We belong to a group called ChildSHARE.  It is a support group/recruitement for foster care.  I have learned SO much from this group.  They are a Christian group and are considered to be held to a higher standard of foster care than a regular foster home.  (This isn't being ugly...it doesn't mean that if you are not a member, you are not a good home...not at all.  It just means the support they offer allows you to be better and they don't just accept anybody.)  Anyway, a couple of weeks after we got Emma, a friend of mine called and to make a very long, complicated story shorter, Emma was in another ChildSHARE foster home!  You cannot even imagine how that soothed my soul, knowing without a doubt that she had been loved and taken care of.  She had even been in the home of a friend of mine...we just didn't know!  This all came out when my friend was showing her daughter pictures of Emma from my facebook.  Her daughter started saying, "That's OUR Emma...mom...that's OUR Emma."  Come to find out...it was!!!  She sent me a wonderful gift last week...pictures of Emma when she was at their home, at about 6 months old.  There are no words.
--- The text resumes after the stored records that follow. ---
//! Unit tests for sketch parsing and validation.

use std::io::Write;
use std::time::Duration;

use procflow::sketch::{load_procedure, parse_duration, Validator};
use procflow::FlowError;
use serde_json::json;

#[test]
fn durations_accept_all_four_units() {
    assert_eq!(parse_duration("30s").unwrap(), Duration::from_secs(30));
    assert_eq!(parse_duration("5m").unwrap(), Duration::from_secs(300));
    assert_eq!(parse_duration("2h").unwrap(), Duration::from_secs(7200));
    assert_eq!(parse_duration("1d").unwrap(), Duration::from_secs(86400));
}

#[test]
fn durations_reject_malformed_values() {
    for raw in ["5", "1.5m", "5x", "1h30m", "0s", "", "m", "-2s"] {
        assert!(parse_duration(raw).is_err(), "accepted {raw:?}");
    }
}

#[test]
fn minimal_valid_sketch_parses() {
    let doc = json!({
        "name": "deploy",
        "build": [
            { "name": "compile", "cmd": "make" }
        ]
    });

    let spec = Validator.check(&doc, "fallback").unwrap();
    assert_eq!(spec.name, "deploy");
    assert_eq!(spec.stages.len(), 1);
    assert_eq!(spec.stages[0].name, "build");
    assert_eq!(spec.stages[0].actions[0].command, "make");
    assert!(!spec.stages[0].actions[0].fatal_nok);
}

#[test]
fn procedure_name_falls_back_to_the_file_name() {
    let doc = json!({ "build": [{ "name": "a", "cmd": "true" }] });
    let spec = Validator.check(&doc, "deploy.json").unwrap();
    assert_eq!(spec.name, "deploy.json");
}

#[test]
fn stage_declaration_order_is_preserved() {
    let doc = json!({
        "zeta": [{ "name": "z", "cmd": "true" }],
        "alpha": [{ "name": "a", "cmd": "true" }],
        "midway": [{ "name": "m", "cmd": "true" }]
    });

    let spec = Validator.check(&doc, "f").unwrap();
    let order: Vec<&str> = spec.stages.iter().map(|s| s.name.as_str()).collect();
    assert_eq!(order, ["zeta", "alpha", "midway"]);
}

#[test]
fn all_issues_are_collected_in_one_pass() {
    let doc = json!({
        "build": [
            { "cmd": "make" },
            { "name": "lint", "timeout": "ten minutes" }
        ],
        "empty": []
    });

    let issues = Validator.check(&doc, "f").unwrap_err();
    let messages: Vec<String> = issues.iter().map(ToString::to_string).collect();
    assert!(messages.iter().any(|m| m.contains("\"name\"")));
    assert!(messages.iter().any(|m| m.contains("\"cmd\"")));
    assert!(messages.iter().any(|m| m.contains("timeout")));
    assert!(messages.iter().any(|m| m.contains("no actions")));
    assert!(issues.len() >= 4);
}

#[test]
fn duplicate_action_names_within_a_stage_are_rejected() {
    let doc = json!({
        "build": [
            { "name": "compile", "cmd": "make" },
            { "name": "compile", "cmd": "make again" }
        ]
    });

    let issues = Validator.check(&doc, "f").unwrap_err();
    assert!(issues
        .iter()
        .any(|i| i.to_string().contains("duplicate action name")));
}

#[test]
fn unknown_action_fields_are_rejected() {
    let doc = json!({
        "build": [
            { "name": "a", "cmd": "true", "retries": 3 }
        ]
    });

    let issues = Validator.check(&doc, "f").unwrap_err();
    assert!(issues
        .iter()
        .any(|i| i.to_string().contains("malformed action object")));
}

#[test]
fn stage_value_must_be_an_array() {
    let doc = json!({ "build": "not an array" });
    let issues = Validator.check(&doc, "f").unwrap_err();
    assert!(issues
        .iter()
        .any(|i| i.to_string().contains("array of actions")));
}

#[test]
fn non_object_top_level_is_rejected() {
    let issues = Validator.check(&json!([1, 2, 3]), "f").unwrap_err();
    assert_eq!(issues.len(), 1);
    assert!(issues[0].to_string().contains("JSON object"));
}

#[test]
fn empty_document_has_no_stages() {
    let issues = Validator.check(&json!({}), "f").unwrap_err();
    assert!(issues.iter().any(|i| i.to_string().contains("no stages")));
}

#[test]
fn hyphenated_optional_fields_are_recognised() {
    let doc = json!({
        "build": [{
            "name": "compile",
            "cmd": "make",
            "setup-cmd": "make prepare",
            "teardown-cmd": "make clean",
            "on-ok-cmd": "notify ok",
            "on-nok-cmd": "notify nok",
            "fatal-nok": true,
            "time": "5m",
            "timeout": "10m"
        }]
    });

    let spec = Validator.check(&doc, "f").unwrap();
    let action = &spec.stages[0].actions[0];
    assert_eq!(action.setup_command.as_deref(), Some("make prepare"));
    assert_eq!(action.teardown_command.as_deref(), Some("make clean"));
    assert_eq!(action.on_ok_command.as_deref(), Some("notify ok"));
    assert_eq!(action.on_nok_command.as_deref(), Some("notify nok"));
    assert!(action.fatal_nok);
    assert_eq!(action.estimated, Some(Duration::from_secs(300)));
    assert_eq!(action.timeout, Some(Duration::from_secs(600)));
}

#[test]
fn load_procedure_reports_missing_file_as_io() {
    let err = load_procedure(std::path::Path::new("/nonexistent/sketch.json")).unwrap_err();
    assert!(matches!(err, FlowError::Io(_)));
}

#[test]
fn load_procedure_joins_issues_into_one_validation_error() {
    let dir = tempfile::TempDir::new().unwrap();
    let path = dir.path().join("bad.json");
    let mut file = std::fs::File::create(&path).unwrap();
    write!(file, "{}", json!({ "build": [{ "cmd": "make" }] })).unwrap();

    let err = load_procedure(&path).unwrap_err();
    match err {
        FlowError::Validation(msg) => assert!(msg.contains("\"name\"")),
        other => panic!("expected validation error, got {other}"),
    }
}

#[test]
fn load_procedure_rejects_invalid_json() {
    let dir = tempfile::TempDir::new().unwrap();
    let path = dir.path().join("bad.json");
    std::fs::write(&path, "{ not json").unwrap();

    let err = load_procedure(&path).unwrap_err();
    assert!(matches!(err, FlowError::Validation(_)));
}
See, God loves Emma even more than I do.  And while I may never know all the reasons Emma didn't come home from the hospital with us when I thought she should, God still loved Emma.  He prepared this foster home to be available to take her in for the time when she was away from us.  He put MY friends in her path, to love on her and take care of her.  He protected the mother/child relationship that began when Esther called me to take her baby.  He caused things to happen within DHS that can be explained in no words other than "miracle".  God did this.  God promised He would do this.  And He did it.  God's plans cannot be thwarted.  God cannot break a promise.  It's not in His nature.  He can't do it. 
"Thank you, Lord, for being exactly who You say You are...every single time."  AMEN!